The County Hospital Authority found that Hospital Corp. was not carrying enough insurance for the emergency room doctors. Hospital management stated it was only a clerical error but the Authority had enough. In 1998, escorted by the lawyers and the sheriff, the County Hospital Authority stormed in to the CEO’s corner office and demanded his resignation. The CEO packed up and left without a fight.
A year later cuts to Medicaid funding were the final nail in the coffin. A series of layoffs followed culminating in the facility’s closure by the end of 2001. The county was largely supported by the textile industry until the companies moved to Mexico. Other industrial employers wouldn’t come to the county due to the high cost of insurance. Without a local hospital, future industrial expansion in the county stifled. Employers would not commit to building a new factory without a hospital nearby due to high insurance costs.

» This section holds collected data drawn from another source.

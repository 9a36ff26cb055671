//! Command formatting and reply parsing for the generator's ASCII protocol.
//!
//! Commands are `MNEMONIC:arg1,arg2,...` followed by the session terminator
//! (`HV:1\n`, `TP:3,01,30,00\n`, `CL\n`). Query replies are a `*` marker followed
//! by a fixed-width, zero-padded decimal field (`*0000017000\n`) or by free text
//! for string-valued fields (`*Co\n`).
//!
//! Every field of the instrument is described by an [`Alias`], the four-field
//! template `write;write_reply;read;read_reply;` used by the instrument's
//! documentation:
//!
//! ```text
//! SC:{value};;;;           write-only, `{value}` filled in from typed setpoints
//! ;;CN;*{value:d};         query CN, reply is `*` + integer field
//! ;;MR;*{value};           query MR, reply is `*` + text field
//! ```
//!
//! Numeric replies are validated digit by digit and checked against the expected
//! width, so a truncated read (`*00170\n`) is a format error rather than a
//! silently wrong value.

use crate::error::{FormatErrorKind, XrayError, XrayResult};
use std::collections::HashMap;
use std::fmt;
use strfmt::strfmt;

/// Leading marker of every query reply.
pub const REPLY_MARKER: char = '*';

/// Number of digits in a numeric reply (`*0000017000`).
pub const DEFAULT_REPLY_WIDTH: usize = 10;

/// A single outgoing command.
#[derive(Debug, Clone, PartialEq, Eq)]
pub struct Command {
    mnemonic: String,
    args: Vec<String>,
}

impl Command {
    /// Create a command without arguments.
    pub fn new(mnemonic: impl Into<String>) -> Self {
        Self {
            mnemonic: mnemonic.into(),
            args: Vec::new(),
        }
    }

    /// Append an already formatted argument token.
    pub fn arg(mut self, token: impl fmt::Display) -> Self {
        self.args.push(token.to_string());
        self
    }

    /// Parse rendered command text such as `TP:3,01,30,00`.
    pub fn parse(text: &str) -> XrayResult<Self> {
        let text = text.trim();
        if text.is_empty() {
            return Err(XrayError::Template("empty command".to_string()));
        }

        match text.split_once(':') {
            Some((mnemonic, rest)) => Ok(Self {
                mnemonic: mnemonic.to_string(),
                args: rest.split(',').map(str::to_string).collect(),
            }),
            None => Ok(Self::new(text)),
        }
    }

    /// Command name, e.g. `SR` in `SR:12`.
    pub fn mnemonic(&self) -> &str {
        &self.mnemonic
    }

    /// Comma-separated arguments after the colon, as sent.
    pub fn args(&self) -> &[String] {
        &self.args
    }

    /// Bytes to put on the wire.
    pub fn encode(&self, terminator: &str) -> Vec<u8> {
        let mut bytes = self.to_string().into_bytes();
        bytes.extend_from_slice(terminator.as_bytes());
        bytes
    }
}
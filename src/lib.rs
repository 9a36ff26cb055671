//! Core library for the Seifert X-ray generator adapter.
//!
//! This library contains the protocol codec, the TCP session and the
//! instrument controller for GE/Seifert ID3003-style X-ray generators. It is
//! used by the `seifert_xray` command-line tool and by hosts that embed the
//! controller and drive `poll_once` on their own schedule.

pub mod adapters;
pub mod config;
pub mod error;
pub mod instrument;
pub mod logging;
pub mod protocol;
pub mod simulator;

pub use config::XrayConfig;
pub use error::{XrayError, XrayResult};
pub use instrument::{Action, FieldValue, InstrumentEvent, InstrumentState, SeifertXray, Snapshot, WritableField};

County officials attempted to create a more cost-effective clinic to replace Bad Debt Hospital but state laws would not allow funding. After Bad Debt closed, the closest hospital was 90 minutes away. Ambulance companies charged outrageous per mile fees not covered by insurance. The county’s heart attack death rate rose 40 percent without a local hospital.
Today, Bad Debt Hospital remains abandoned. After the closure, nobody ever came back to remove the equipment or electronics. These items along with tons of patient records remained entombed inside the hospital. The County Hospital Authority still owns the facility and hopes to one day reopen it.